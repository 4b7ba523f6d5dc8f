use validator::validate_email;

/// A subscriber address, normalized to lowercase. The email is the primary key
/// of the subscriber set, so two casings of the same address must collapse to
/// one row.
#[derive(Debug, Clone, PartialEq, Eq, serde::Serialize)]
pub struct SubscriberEmail(String);

impl SubscriberEmail {
    pub fn parse(email: String) -> Result<SubscriberEmail, String> {
        let normalized = email.trim().to_lowercase();

        if !validate_email(&normalized) {
            return Err(format!("{} email is not valid", email));
        }

        Ok(Self(normalized))
    }
}

impl AsRef<str> for SubscriberEmail {
    fn as_ref(&self) -> &str {
        &self.0
    }
}

impl std::fmt::Display for SubscriberEmail {
    fn fmt(&self, f: &mut std::fmt::Formatter<'_>) -> std::fmt::Result {
        write!(f, "{}", self.0)
    }
}

#[cfg(test)]
mod tests {
    use super::SubscriberEmail;
    use claim::{assert_err, assert_ok};
    use fake::{faker::internet::en::SafeEmail, Fake};

    #[test]
    fn empty_email_is_rejected() {
        let email = "".to_string();

        assert_err!(SubscriberEmail::parse(email));
    }

    #[test]
    fn email_missing_at_symbol_is_rejected() {
        let email = "readertest.com".to_string();

        assert_err!(SubscriberEmail::parse(email));
    }

    #[test]
    fn email_missing_subject_is_rejected() {
        let email = "@test.com".to_string();

        assert_err!(SubscriberEmail::parse(email));
    }

    #[test]
    fn email_valid_is_accepted() {
        let email = SafeEmail().fake();

        assert_ok!(SubscriberEmail::parse(email));
    }

    #[test]
    fn email_is_lowercased_and_trimmed() {
        let email = SubscriberEmail::parse("  Reader@Test.COM ".to_string()).unwrap();

        assert_eq!(email.as_ref(), "reader@test.com");
    }
}
use config::{Config, ConfigError, File};
use secrecy::{ExposeSecret, Secret};
use serde_aux::field_attributes::deserialize_number_from_string;
use sqlx::{
    postgres::{PgConnectOptions, PgSslMode},
    ConnectOptions,
};

use crate::domain::subscriber_email::SubscriberEmail;

pub const DEFAULT_SCAN_BATCH_SIZE: i64 = 20;

#[derive(Debug)]
pub enum Environment {
    Development,
    Production,
}

#[derive(serde::Deserialize, Clone)]
pub struct Settings {
    pub application: ApplicationSettings,
    pub database: DatabaseSettings,
    pub email_client: EmailClientSettings,
    pub broker: BrokerSettings,
    pub digest: DigestSettings,
}

#[derive(serde::Deserialize, Clone)]
pub struct ApplicationSettings {
    #[serde(deserialize_with = "deserialize_number_from_string")]
    pub port: u16,
    pub host: String,
    pub base_url: String,
}

#[derive(serde::Deserialize, Clone)]
pub struct EmailClientSettings {
    pub base_url: String,
    pub sender_email: String,
    pub api_key: Secret<String>,
}

#[derive(serde::Deserialize, Clone)]
pub struct DatabaseSettings {
    pub username: String,
    // secrecy protects secret information and prevents them to be exposed (eg: via logs)
    pub password: Secret<String>,
    #[serde(deserialize_with = "deserialize_number_from_string")]
    pub port: u16,
    pub host: String,
    pub name: String,
    pub require_ssl: bool,
}

/// Connection parameters for the Redis broker behind the durable job queue.
#[derive(serde::Deserialize, Clone)]
pub struct BrokerSettings {
    #[serde(deserialize_with = "deserialize_number_from_string")]
    pub port: u16,
    pub host: String,
    pub password: Option<Secret<String>>,
}

#[derive(serde::Deserialize, Clone)]
pub struct DigestSettings {
    /// When true digest jobs go through the Redis broker; otherwise the
    /// in-process fallback queue is used and jobs do not survive a restart.
    pub durable_queue_enabled: bool,
    /// Five-field cron expression for the weekly run, e.g. "0 9 * * MON".
    pub cron: String,
    #[serde(default = "default_scan_batch_size")]
    pub scan_batch_size: i64,
    /// Subject line; "{week}" is replaced with the ISO week number.
    pub subject_template: String,
}

fn default_scan_batch_size() -> i64 {
    DEFAULT_SCAN_BATCH_SIZE
}

impl Settings {
    pub fn get_address(&self) -> String {
        format!(
            "{}:{}",
            self.application.get_host(),
            self.application.get_port()
        )
    }

    pub fn get_app_base_url(&self) -> String {
        self.application.get_base_url()
    }

    pub fn get_db_options(&self) -> PgConnectOptions {
        self.database.get_db_options()
    }

    pub fn get_email_client_sender(&self) -> Result<SubscriberEmail, String> {
        return self.email_client.get_sender_email();
    }

    pub fn get_email_client_base_url(&self) -> String {
        return self.email_client.get_base_url();
    }

    pub fn get_email_client_api(&self) -> Secret<String> {
        return self.email_client.get_api_key();
    }

    pub fn get_broker_address(&self) -> String {
        self.broker.get_address()
    }
}

impl DatabaseSettings {
    pub fn get_db_options(&self) -> PgConnectOptions {
        let ssl_mode = if self.require_ssl {
            PgSslMode::Require
        } else {
            PgSslMode::Prefer
        };

        let mut db_options = PgConnectOptions::new()
            .host(&self.host)
            .password(&self.password.expose_secret())
            .username(&self.username)
            .port(self.port)
            .database(&self.name)
            .ssl_mode(ssl_mode);

        db_options.log_statements(tracing::log::LevelFilter::Trace);

        db_options
    }
}

impl ApplicationSettings {
    pub fn get_port(&self) -> u16 {
        self.port
    }

    pub fn get_host(&self) -> String {
        self.host.clone()
    }

    pub fn get_base_url(&self) -> String {
        self.base_url.clone()
    }
}

impl EmailClientSettings {
    pub fn get_sender_email(&self) -> Result<SubscriberEmail, String> {
        SubscriberEmail::parse(self.sender_email.clone())
    }

    pub fn get_base_url(&self) -> String {
        self.base_url.clone()
    }

    pub fn get_api_key(&self) -> Secret<String> {
        self.api_key.clone()
    }
}

impl BrokerSettings {
    pub fn get_address(&self) -> String {
        match &self.password {
            Some(password) => format!(
                "redis://:{}@{}:{}",
                password.expose_secret(),
                self.host,
                self.port
            ),
            None => format!("redis://{}:{}", self.host, self.port),
        }
    }
}

impl Environment {
    pub fn as_str(&self) -> &'static str {
        match self {
            Environment::Development => "development",
            Environment::Production => "production",
        }
    }
}

impl TryFrom<String> for Environment {
    type Error = String;

    fn try_from(value: String) -> Result<Self, Self::Error> {
        match value.to_lowercase().as_str() {
            "development" => Ok(Self::Development),
            "production" => Ok(Self::Production),
            unknown_env => Err(format!(
                "{} is not supported environment. Use either 'development' or 'production'.",
                unknown_env
            )),
        }
    }
}

pub fn get_configuration() -> Result<Settings, ConfigError> {
    let root_path = std::env::current_dir().expect("Failed to determine the current directory");
    let config_directory = root_path.join("config");
    // Uses development environment by default
    let enviroment: Environment = std::env::var("APP_ENVIRONMENT")
        .unwrap_or_else(|_| "development".into())
        .try_into()
        .expect("Failed to parse APP_ENVIRONMENT");
    let config_base_filepath = config_directory.join("base");
    let config_env_filepath = config_directory.join(enviroment.as_str());

    // It merges the base configuration file with the one from the specific environment (development or production)
    let settings = Config::builder()
        .add_source(File::from(config_base_filepath).required(true))
        .add_source(File::from(config_env_filepath).required(true))
        // Merge settings from environment variables with a prefix of APP and "__" separator
        // E.g APP_DIGEST__CRON would set Settings.digest.cron
        .add_source(config::Environment::with_prefix("app").separator("__"))
        .build()?;

    tracing::info!("Application environment = {:?}", enviroment);

    // Try to convert the value from the configuration file into a Settings type
    settings.try_deserialize()
}
use std::net::TcpListener;
use std::sync::Arc;

use actix_web::dev::Server;
use actix_web::{web, App, HttpServer};
use sqlx::postgres::PgPoolOptions;
use sqlx::{PgPool, Pool, Postgres};
use tokio::sync::broadcast::error::RecvError;
use tracing_actix_web::TracingLogger;

use crate::config::{DatabaseSettings, Settings};
use crate::email_client::EmailClient;
use crate::queue::{DigestQueue, InProcessQueue, QueueEvent, RedisQueue};
use crate::routes::{
    handle_random_quote, handle_signup, handle_submit_quote, handle_trigger_digest,
    handle_unsubscribe, health_check,
};
use crate::scheduler::{parse_digest_cron, DigestScheduler};
use crate::selector::QuoteSelector;
use crate::storage::PgQuoteStorage;
use crate::worker::DigestWorker;

pub struct Application {
    pub port: u16,
    pub server: Server,
}

impl Application {
    pub async fn build(config: Settings) -> Result<Self, std::io::Error> {
        let db_pool = get_connection_db_pool(&config.database);
        let sender_email = config
            .get_email_client_sender()
            .expect("Sender email is not valid");
        let email_client = EmailClient::new(
            config.get_email_client_base_url(),
            sender_email,
            config.get_email_client_api(),
            None,
        );

        // The only place the backend flag is looked at. Everything downstream
        // holds the trait object and cannot tell the variants apart.
        let queue: Arc<dyn DigestQueue> = if config.digest.durable_queue_enabled {
            let client = redis::Client::open(config.get_broker_address())
                .expect("Broker address is not valid");
            Arc::new(RedisQueue::new(client))
        } else {
            tracing::warn!("Durable queue disabled: digest jobs will not survive a restart");
            Arc::new(InProcessQueue::new())
        };

        spawn_queue_event_logger(queue.as_ref());

        let worker = DigestWorker::new(
            QuoteSelector::new(
                PgQuoteStorage::new(db_pool.clone()),
                config.digest.scan_batch_size,
            ),
            email_client,
        );
        queue
            .process(1, Arc::new(worker))
            .expect("Failed to register the digest worker");

        let schedule =
            parse_digest_cron(&config.digest.cron).expect("Digest cron expression is not valid");
        let scheduler = web::Data::new(DigestScheduler::new(
            db_pool.clone(),
            queue.clone(),
            schedule,
            config.digest.subject_template.clone(),
        ));

        let weekly_trigger = scheduler.clone();
        tokio::spawn(async move { weekly_trigger.run().await });

        let selector = QuoteSelector::new(
            PgQuoteStorage::new(db_pool.clone()),
            config.digest.scan_batch_size,
        );

        let listener =
            TcpListener::bind(config.get_address()).expect("Failed to bind the address.");
        let port = listener.local_addr().unwrap().port();
        let server = run(listener, db_pool, selector, scheduler)?;

        Ok(Self { port, server })
    }

    pub fn get_port(&self) -> u16 {
        self.port
    }

    pub async fn run_until_stop(self) -> Result<(), std::io::Error> {
        self.server.await
    }
}

pub fn run(
    listener: TcpListener,
    db_pool: PgPool,
    selector: QuoteSelector<PgQuoteStorage>,
    scheduler: web::Data<DigestScheduler>,
) -> Result<Server, std::io::Error> {
    let db_pool = web::Data::new(db_pool);
    let selector = web::Data::new(selector);

    let server = HttpServer::new(move || {
        // App is where your application logic lives: routing, middlewares, request handler, etc
        App::new()
            // 'wrap' method adds a middleware to the App. This specific middleware provide incoming
            // request logger
            .wrap(TracingLogger::default())
            .route("/health_check", web::get().to(health_check))
            .route("/signup", web::post().to(handle_signup))
            .route("/unsubscribe", web::post().to(handle_unsubscribe))
            .route("/submit", web::post().to(handle_submit_quote))
            .route("/quotes/random", web::get().to(handle_random_quote))
            .route("/digests", web::post().to(handle_trigger_digest))
            .app_data(db_pool.clone())
            .app_data(selector.clone())
            .app_data(scheduler.clone())
    })
    .listen(listener)?
    .run();

    Ok(server)
}

pub fn get_connection_db_pool(config: &DatabaseSettings) -> Pool<Postgres> {
    PgPoolOptions::new()
        .acquire_timeout(std::time::Duration::from_secs(2))
        .connect_lazy_with(config.get_db_options())
}

/// Drains queue events into the log so every settled job leaves a trace,
/// whichever backend produced it.
pub fn spawn_queue_event_logger(queue: &dyn DigestQueue) {
    let mut events = queue.subscribe();

    tokio::spawn(async move {
        loop {
            match events.recv().await {
                Ok(QueueEvent::Completed { job_id }) => {
                    tracing::info!(%job_id, "Digest job completed");
                }
                Ok(QueueEvent::Failed { job_id, error }) => {
                    tracing::error!(%job_id, %error, "Digest job failed");
                }
                Ok(QueueEvent::QueueError { message }) => {
                    tracing::error!(%message, "Job queue reported an error");
                }
                Err(RecvError::Lagged(skipped)) => {
                    tracing::warn!(skipped, "Queue event logger fell behind");
                }
                Err(RecvError::Closed) => break,
            }
        }
    });
}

* [Task to carry out] If a line in the records above contains the string "warn", copy that line out.

* [Response area]
            tracing::warn!("Durable queue disabled: digest jobs will not survive a restart");
                    tracing::warn!(skipped, "Queue event logger fell behind");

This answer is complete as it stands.